4 chicken thighs
65 ml (¼ cup) cake flour
2 eggs, beaten
250 ml (1 cup) Hinds Southern Coating Original
oil for frying
1 onion, sliced
2 cloves garlic, crushed
1 red pepper, seeded and sliced
1 x 410 g can Rhodes Quality Tomato Italian Style
250 ml (1 cup) chicken stock
10 ml (2 tsp) capers
65 ml (¼ cup) fresh basil, chopped
salt and freshly cracked black pepper
MethodToss the chicken pieces in the flour and shake off any excess. Dip the chicken in the egg and then toss in the Hinds Southern Coating until evenly coated.
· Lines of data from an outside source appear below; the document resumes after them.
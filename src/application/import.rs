//! Bulk import: normalizes external dataset rows onto the construct set.
//!
//! External datasets ship the same constructs under different column layouts.
//! Rather than one importer per layout, a single reducer runs over a
//! parameterized mapping table (construct -> source columns -> polarity);
//! each known layout is just a different table.
//!
//! Import is sequential; the existence check before insert is the only
//! cross-row state. Re-running an import converges through that idempotency
//! check, and the UNIQUE username constraint backstops it.

use std::collections::HashMap;
use std::io::Read;
use std::sync::Arc;

use crate::domain::{
    ConstructScore, DomainScores, Polarity, QuestionnaireSchema, RawAnswerSet, Respondent,
    ScoreDomain, ScoredRecord, SurveyScores,
};
use crate::domain::scoring::{PRODUCTIVITY_FLOOR, STRESS_CEILING};
use crate::ports::Storage;
use crate::{Result, WorkpulseError};

/// Username prefix for rows imported from external datasets. Row numbers
/// make the identity stable across re-runs.
const IMPORT_USERNAME_PREFIX: &str = "csv_user_";

/// Errors raised while normalizing a single external row.
#[derive(Debug, Clone, thiserror::Error)]
pub enum NormalizeError {
    #[error("required field '{0}' is missing")]
    MissingField(String),

    #[error("field '{0}' is not numeric: '{1}'")]
    NonNumeric(String, String),

    /// The mapping covers no sources for a schema construct. This is a
    /// configuration defect and fails the batch, unlike row-level errors.
    #[error("mapping has no sources for construct '{0}'")]
    MappingGap(String),
}

/// A named source column with polarity semantics.
#[derive(Debug, Clone, Copy)]
pub struct FieldSource {
    pub column: &'static str,
    pub polarity: Polarity,
}

/// Mapping of one external schema variant onto the construct set.
#[derive(Debug, Clone)]
pub struct ImportMapping {
    name: &'static str,
    sources: HashMap<&'static str, Vec<FieldSource>>,
}

impl ImportMapping {
    /// Layout with one pre-aggregated column per construct, already on the
    /// construct scale; every field is used directly.
    #[must_use]
    pub fn aggregated() -> Self {
        let direct = |column| FieldSource {
            column,
            polarity: Polarity::Direct,
        };
        let sources = HashMap::from([
            ("workload", vec![direct("Workload")]),
            ("role_ambiguity", vec![direct("Role_Ambiguity")]),
            ("job_security", vec![direct("Job_Security")]),
            ("gender_discrim", vec![direct("Gender_Discrimination")]),
            ("interpersonal", vec![direct("Interpersonal_Relationships")]),
            ("resources", vec![direct("Resource_Constraints")]),
            ("satisfaction", vec![direct("Job_Satisfaction")]),
            ("support", vec![direct("Organizational_Support")]),
            ("timings", vec![direct("Timings")]),
            ("supervisor", vec![direct("Supervisor_Competence")]),
            ("compensation", vec![direct("Compensation")]),
            ("systems", vec![direct("Systems_Procedures")]),
        ]);
        Self {
            name: "aggregated",
            sources,
        }
    }

    /// Layout with item-level columns. Stress items are stated positively and
    /// get subtracted from 6, except the extra-work item which already states
    /// the construct; productivity items are used directly. Workload,
    /// Organizational Support and Supervisor Competence average two columns.
    #[must_use]
    pub fn item_level() -> Self {
        let field = |column, polarity| FieldSource { column, polarity };
        let inverted = |column| field(column, Polarity::Inverted);
        let direct = |column| field(column, Polarity::Direct);
        let sources = HashMap::from([
            (
                "workload",
                vec![inverted("Workload_TargetTime"), direct("Workload_ExtraWork")],
            ),
            ("role_ambiguity", vec![inverted("RoleAmbiguity_ClearInfo")]),
            ("job_security", vec![inverted("JobSecurity_Secure")]),
            (
                "gender_discrim",
                vec![inverted("GenderDiscrimination_EqualGrowth")],
            ),
            ("interpersonal", vec![inverted("Interpersonal_GoodRelations")]),
            ("resources", vec![inverted("Resources_EnoughTime")]),
            ("satisfaction", vec![inverted("JobSatisfaction_WorkConditions")]),
            (
                "support",
                vec![
                    inverted("OrgSupport_Training"),
                    inverted("OrgSupport_CareerGrowth"),
                ],
            ),
            ("timings", vec![direct("Productivity_TimeUtilization")]),
            (
                "supervisor",
                vec![
                    direct("Supervisor_Motivation"),
                    direct("Supervisor_Communication"),
                ],
            ),
            ("compensation", vec![direct("Compensation_Salary")]),
            ("systems", vec![direct("Systems_QualityProcedures")]),
        ]);
        Self {
            name: "item-level",
            sources,
        }
    }

    /// Source columns for one construct key.
    #[must_use]
    pub fn sources_for(&self, key: &str) -> Option<&[FieldSource]> {
        self.sources.get(key).map(Vec::as_slice)
    }
}

/// Aggregate outcome of one import run.
#[derive(Debug, Clone, Copy, Default, PartialEq, Eq)]
pub struct ImportSummary {
    /// Rows inserted as respondent + record.
    pub inserted: usize,
    /// Rows whose identity already existed (skipped silently).
    pub skipped_existing: usize,
    /// Rows skipped entirely for missing or non-numeric required fields.
    pub skipped_malformed: usize,
}

/// Imports external dataset rows as scored records.
pub struct DatasetImporter<S: Storage> {
    schema: QuestionnaireSchema,
    mapping: ImportMapping,
    storage: Arc<S>,
}

impl<S> DatasetImporter<S>
where
    S: Storage,
    S::Error: Into<crate::adapters::StorageError>,
{
    #[must_use]
    pub fn new(schema: QuestionnaireSchema, mapping: ImportMapping, storage: Arc<S>) -> Self {
        Self {
            schema,
            mapping,
            storage,
        }
    }

    /// Normalize one row's named fields into construct and composite scores.
    ///
    /// Each construct is the mean of its polarity-adjusted source fields; the
    /// composites and the stress-ceiling clamp are applied exactly as in
    /// live scoring.
    ///
    /// # Errors
    /// `MissingField`/`NonNumeric` for row-level defects, `MappingGap` when
    /// the mapping does not cover a schema construct.
    pub fn normalize_row(
        &self,
        fields: &HashMap<String, String>,
    ) -> std::result::Result<SurveyScores, NormalizeError> {
        let stress = self.domain_scores(ScoreDomain::Stress, fields)?;
        let productivity = self.domain_scores(ScoreDomain::Productivity, fields)?;

        let stress_composite = composite(&stress);
        let mut productivity_composite = composite(&productivity);
        if stress_composite >= STRESS_CEILING {
            productivity_composite = PRODUCTIVITY_FLOOR;
        }

        Ok(SurveyScores {
            stress: DomainScores {
                constructs: stress,
                composite: stress_composite,
            },
            productivity: DomainScores {
                constructs: productivity,
                composite: productivity_composite,
            },
        })
    }

    fn domain_scores(
        &self,
        domain: ScoreDomain,
        fields: &HashMap<String, String>,
    ) -> std::result::Result<Vec<ConstructScore>, NormalizeError> {
        let mut scores = Vec::new();
        for construct in self.schema.constructs_in(domain) {
            let sources = self
                .mapping
                .sources_for(construct.key)
                .ok_or_else(|| NormalizeError::MappingGap(construct.key.to_string()))?;

            let mut sum = 0.0;
            for source in sources {
                let raw = fields
                    .get(source.column)
                    .map(String::as_str)
                    .map(str::trim)
                    .filter(|v| !v.is_empty())
                    .ok_or_else(|| NormalizeError::MissingField(source.column.to_string()))?;
                let value: f64 = raw.parse().map_err(|_| {
                    NormalizeError::NonNumeric(source.column.to_string(), raw.to_string())
                })?;
                sum += source.polarity.apply(value);
            }

            scores.push(ConstructScore::new(
                construct.key,
                construct.name,
                sum / sources.len() as f64,
            ));
        }
        Ok(scores)
    }

    /// Import every row of a CSV dataset.
    ///
    /// Row `i` (1-based) maps to the identity `csv_user_<i>`. Existing
    /// identities are skipped silently; malformed rows are skipped entirely,
    /// including their identity, and only counted. Neither stops the batch.
    ///
    /// # Errors
    /// Returns error on unreadable input, storage failure, or a mapping gap.
    pub fn import_csv<R: Read>(&self, input: R) -> Result<ImportSummary> {
        let mut reader = csv::Reader::from_reader(input);
        let headers = reader.headers()?.clone();

        let mut summary = ImportSummary::default();

        for (i, row) in reader.records().enumerate() {
            let row_number = i + 1;
            let username = format!("{IMPORT_USERNAME_PREFIX}{row_number}");

            if self
                .storage
                .find_respondent(&username)
                .map_err(|e| WorkpulseError::Storage(e.into()))?
                .is_some()
            {
                summary.skipped_existing += 1;
                continue;
            }

            // A row the CSV reader itself rejects is malformed like any other.
            let row = match row {
                Ok(row) => row,
                Err(e) => {
                    tracing::debug!("Skipping unreadable row {row_number}: {e}");
                    summary.skipped_malformed += 1;
                    continue;
                }
            };

            let fields: HashMap<String, String> = headers
                .iter()
                .zip(row.iter())
                .map(|(h, v)| (h.to_string(), v.to_string()))
                .collect();

            let scores = match self.normalize_row(&fields) {
                Ok(scores) => scores,
                Err(gap @ NormalizeError::MappingGap(_)) => return Err(gap.into()),
                Err(e) => {
                    tracing::debug!("Skipping malformed row {row_number}: {e}");
                    summary.skipped_malformed += 1;
                    continue;
                }
            };

            let respondent = Respondent::new(&username).with_profile(
                fields.get("Gender").filter(|v| !v.is_empty()).cloned(),
                fields.get("Department").filter(|v| !v.is_empty()).cloned(),
                None,
            );
            self.storage
                .insert_respondent(&respondent)
                .map_err(|e| WorkpulseError::Storage(e.into()))?;

            let record = ScoredRecord::new(respondent.id, scores, RawAnswerSet::empty());
            self.storage
                .save_record(&record)
                .map_err(|e| WorkpulseError::Storage(e.into()))?;
            summary.inserted += 1;
        }

        tracing::info!(
            "Import ({}) complete: {} inserted, {} already present, {} malformed",
            self.mapping.name,
            summary.inserted,
            summary.skipped_existing,
            summary.skipped_malformed
        );
        Ok(summary)
    }
}

fn composite(scores: &[ConstructScore]) -> f64 {
    if scores.is_empty() {
        return 0.0;
    }
    scores.iter().map(|c| c.score).sum::<f64>() / scores.len() as f64
}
Add little oil to a have bottom pan and bring to the heat. Fry the chicken pieces on both sides until golden and crispy. Set aside on paper towel to remove excess oil. In the same pan, fry the onion until softened. Add the garlic and the red pepper and fry for a few minutes more. Add the Rhodes Quality Tomato Italian Style and the chicken stock and bring the sauce to the boil. Return the chicken to the pan and simmer until the chicken is cooked through. Stir in the olives, capers and the basil and heat through. Season to taste and serve.
The chicken can be baked in an oven preheated to 180°C if preferred.